Beschreibungen/Notizen

• Objectives Rheumatoid arthritis (RA) is associated with an increased Epstein–Barr virus (EBV) blood DNA load, a robust immune response to EBV and cross-reactive circulating antibodies to viral and self-antigens. However, the role of EBV in RA pathogenesis remains elusive. Here, we investigated the relationship between synovial EBV infection, ectopic lymphoid structures (ELS) and immunity to citrullinated self and EBV proteins. Methods Latent and lytic EBV infection was investigated in 43 RA synovial tissues characterised for presence/absence of ELS and in 11 control osteoarthritis synovia using RT-PCR, in situ hybridisation and immunohistochemistry. Synovial production of anti-citrullinated protein (ACPA) and anti-citrullinated EBV peptide (VCP1/VCP2) antibodies was investigated in situ and in vivo in the severe combined immunodeficiency (SCID)/RA chimeric model.
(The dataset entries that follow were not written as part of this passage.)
#[cfg(test)]
pub(crate) mod tests {
    use super::*;
    use crate::test_support::{migrated_db, FixedClock, SequentialIds};

    pub(crate) fn form(first: &str, last: &str) -> PatientForm {
        PatientForm {
            first_name: first.to_string(),
            last_name: last.to_string(),
            sex: "male".to_string(),
            age: 30,
            activity_level: "moderate".to_string(),
            goal: Some("reduce_weight".to_string()),
            ..Default::default()
        }
    }

    pub(crate) fn measurements(weight: f64) -> MeasurementInput {
        MeasurementInput {
            weight_kg: Some(weight),
            height_cm: Some(175.0),
            ..Default::default()
        }
    }

    #[test]
    fn test_save_new_patient() {
        let db = migrated_db();
        let ids = SequentialIds::new("id");
        let clock = FixedClock::default();

        let r = save_patient(&db, &ids, &clock, None, form("Juan", "Perez"), measurements(70.0))
            .unwrap();
        assert!(r.created);
        assert_eq!(r.full_name, "Juan Perez");
        assert_eq!(r.snapshot.bmi, 22.86);
        assert_eq!(r.history_length, 1);

        let patient = get_patient(&db, &r.id).unwrap().unwrap();
        assert_eq!(patient.registered_at, "2026-01-15T09:30:00Z");
        assert_eq!(patient.last_consultation_at.as_deref(), Some("2026-01-15T09:30:00Z"));
        assert_eq!(patient.profile.goals.goal, Some(Goal::ReduceWeight));
    }

    #[test]
    fn test_save_twice_appends_history() {
        let db = migrated_db();
        let ids = SequentialIds::new("id");
        let first_visit = FixedClock::default();
        let second_visit = FixedClock::at("2026-02-15T09:30:00Z");

        let r = save_patient(&db, &ids, &first_visit, None, form("Juan", "Perez"), measurements(70.0))
            .unwrap();
        add_consultation_note(&db, &ids, &first_visit, &r.id, "First visit", None, None).unwrap();

        let r2 = save_patient(
            &db,
            &ids,
            &second_visit,
            Some(&r.id),
            form("Juan", "Perez"),
            measurements(68.0),
        )
        .unwrap();
        assert!(!r2.created);
        assert_eq!(r2.history_length, 2);

        let patient = get_patient(&db, &r.id).unwrap().unwrap();
        assert_eq!(patient.measurement_history.len(), 2);
        assert_eq!(patient.current_weight(), Some(68.0));
        assert_eq!(patient.current_measurements.as_ref(), patient.measurement_history.last());
        assert_eq!(patient.registered_at, "2026-01-15T09:30:00Z");
        assert_eq!(patient.consultation_notes.len(), 1);
        assert_ne!(patient.measurement_history[0].id, patient.measurement_history[1].id);
    }

    #[test]
    fn test_save_requires_weight_and_height() {
        let db = migrated_db();
        let ids = SequentialIds::new("id");
        let clock = FixedClock::default();

        let err = save_patient(
            &db,
            &ids,
            &clock,
            None,
            form("Juan", "Perez"),
            MeasurementInput::default(),
        )
        .unwrap_err();
        assert_eq!(err, "Missing required field: weight_kg");
        assert_eq!(list_patients(&db, None).unwrap().total, 0);
    }

    #[test]
    fn test_save_rejects_negative_height() {
        let db = migrated_db();
        let ids = SequentialIds::new("id");
        let clock = FixedClock::default();

        let mut bad = measurements(70.0);
        bad.height_cm = Some(-175.0);
        let err = save_patient(&db, &ids, &clock, None, form("Juan", "Perez"), bad).unwrap_err();
        assert_eq!(err, "height_cm must be a positive number");
        assert_eq!(list_patients(&db, None).unwrap().total, 0);
    }

    #[test]
    fn test_save_validation() {
        let db = migrated_db();
        let ids = SequentialIds::new("id");
        let clock = FixedClock::default();

        let mut bad = form(" ", "Perez");
        assert!(save_patient(&db, &ids, &clock, None, bad.clone(), measurements(70.0)).is_err());

        bad = form("Juan", "Perez");
        bad.age = 0;
        assert!(save_patient(&db, &ids, &clock, None, bad.clone(), measurements(70.0)).is_err());

        bad = form("Juan", "Perez");
        bad.activity_level = "couch".to_string();
        let err = save_patient(&db, &ids, &clock, None, bad, measurements(70.0)).unwrap_err();
        assert!(err.contains("activity_level"));
    }

    #[test]
    fn test_update_unknown_patient() {
        let db = migrated_db();
        let ids = SequentialIds::new("id");
        let clock = FixedClock::default();
        let err = save_patient(
            &db,
            &ids,
            &clock,
            Some("ghost"),
            form("Juan", "Perez"),
            measurements(70.0),
        )
        .unwrap_err();
        assert!(err.contains("not found"));
    }

    #[test]
    fn test_summary_targets() {
        let db = migrated_db();
        let ids = SequentialIds::new("id");
        let clock = FixedClock::default();
        let r = save_patient(&db, &ids, &clock, None, form("Juan", "Perez"), measurements(70.0))
            .unwrap();

        let summary = patient_summary(&db, &r.id).unwrap().unwrap();
        // TDEE 2628.29 * 0.8
        assert_eq!(summary.calorie_target, Some(2103));
        assert_eq!(summary.macros, MacroDistribution { protein: 35, carbs: 35, fat: 30 });
        assert_eq!(summary.recent_history.len(), 1);
        assert!(summary.assigned_diet.is_none());

        assert!(patient_summary(&db, "ghost").unwrap().is_none());
    }

    #[test]
    fn test_summary_history_capped() {
        let db = migrated_db();
        let ids = SequentialIds::new("id");
        let clock = FixedClock::default();
        let r = save_patient(&db, &ids, &clock, None, form("Juan", "Perez"), measurements(80.0))
            .unwrap();
        for i in 1..12 {
            save_patient(
                &db,
                &ids,
                &clock,
                Some(&r.id),
                form("Juan", "Perez"),
                measurements(80.0 - i as f64),
            )
            .unwrap();
        }

        let summary = patient_summary(&db, &r.id).unwrap().unwrap();
        assert_eq!(summary.recent_history.len(), 10);
        assert_eq!(summary.recent_history.last().unwrap().weight_kg, 69.0);

        let history = measurement_history(&db, &r.id).unwrap().unwrap();
        assert_eq!(history.total, 12);
    }

    #[test]
    fn test_consultation_note_defaults_weight() {
        let db = migrated_db();
        let ids = SequentialIds::new("id");
        let clock = FixedClock::default();
        let r = save_patient(&db, &ids, &clock, None, form("Juan", "Perez"), measurements(70.0))
            .unwrap();

        let added =
            add_consultation_note(&db, &ids, &clock, &r.id, "Doing well", None, None).unwrap();
        assert_eq!(added.note.weight_kg, Some(70.0));

        let added =
            add_consultation_note(&db, &ids, &clock, &r.id, "Scale at home", Some(69.2), None)
                .unwrap();
        assert_eq!(added.note.weight_kg, Some(69.2));
        assert_eq!(added.total_notes, 2);

        assert!(add_consultation_note(&db, &ids, &clock, &r.id, "  ", None, None).is_err());
    }

    #[test]
    fn test_assign_requires_existing_plan() {
        let db = migrated_db();
        let ids = SequentialIds::new("id");
        let clock = FixedClock::default();
        let r = save_patient(&db, &ids, &clock, None, form("Juan", "Perez"), measurements(70.0))
            .unwrap();

        assert!(assign_diet(&db, &r.id, Some("no-diet")).is_err());
        assert!(assign_routine(&db, &r.id, Some("no-routine")).is_err());
        assert!(assign_diet(&db, "ghost", None).is_err());
    }

    #[test]
    fn test_list_and_delete() {
        let db = migrated_db();
        let ids = SequentialIds::new("id");
        let clock = FixedClock::default();
        let a = save_patient(&db, &ids, &clock, None, form("Ana", "Lopez"), measurements(60.0))
            .unwrap();
        save_patient(&db, &ids, &clock, None, form("Luis", "Garcia"), measurements(80.0)).unwrap();

        let found = list_patients(&db, Some("lop")).unwrap();
        assert_eq!(found.total, 1);
        assert_eq!(found.patients[0].bmi, Some(19.59));

        delete_patient(&db, &a.id).unwrap();
        assert!(delete_patient(&db, &a.id).is_err());
        assert_eq!(list_patients(&db, None).unwrap().total, 1);
    }
}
Results EBV dysregulation was observed exclusively in ELS+ RA but not osteoarthritis (OA) synovia, as revealed by presence of EBV latent (LMP2A, EBV-encoded small RNA (EBER)) transcripts, EBER+ cells and immunoreactivity for EBV latent (LMP1, LMP2A) and lytic (BFRF1) antigens in ELS-associated B cells and plasma cells, respectively. Importantly, a large proportion of ACPA-producing plasma cells surrounding synovial germinal centres were infected with EBV. Furthermore, ELS-containing RA synovia transplanted into SCID mice supported production of ACPA and anti-VCP1/VCP2 antibodies. Analysis of CD4+ and CD8+ T-cell localisation and granzyme B expression suggests that EBV persistence in ELS-containing synovia may be favoured by exclusion of CD8+ T cells from B-cell follicles and impaired CD8-mediated cytotoxicity. Conclusions We demonstrated active EBV infection within ELS in the RA synovium in association with local differentiation of ACPA-reactive B cells.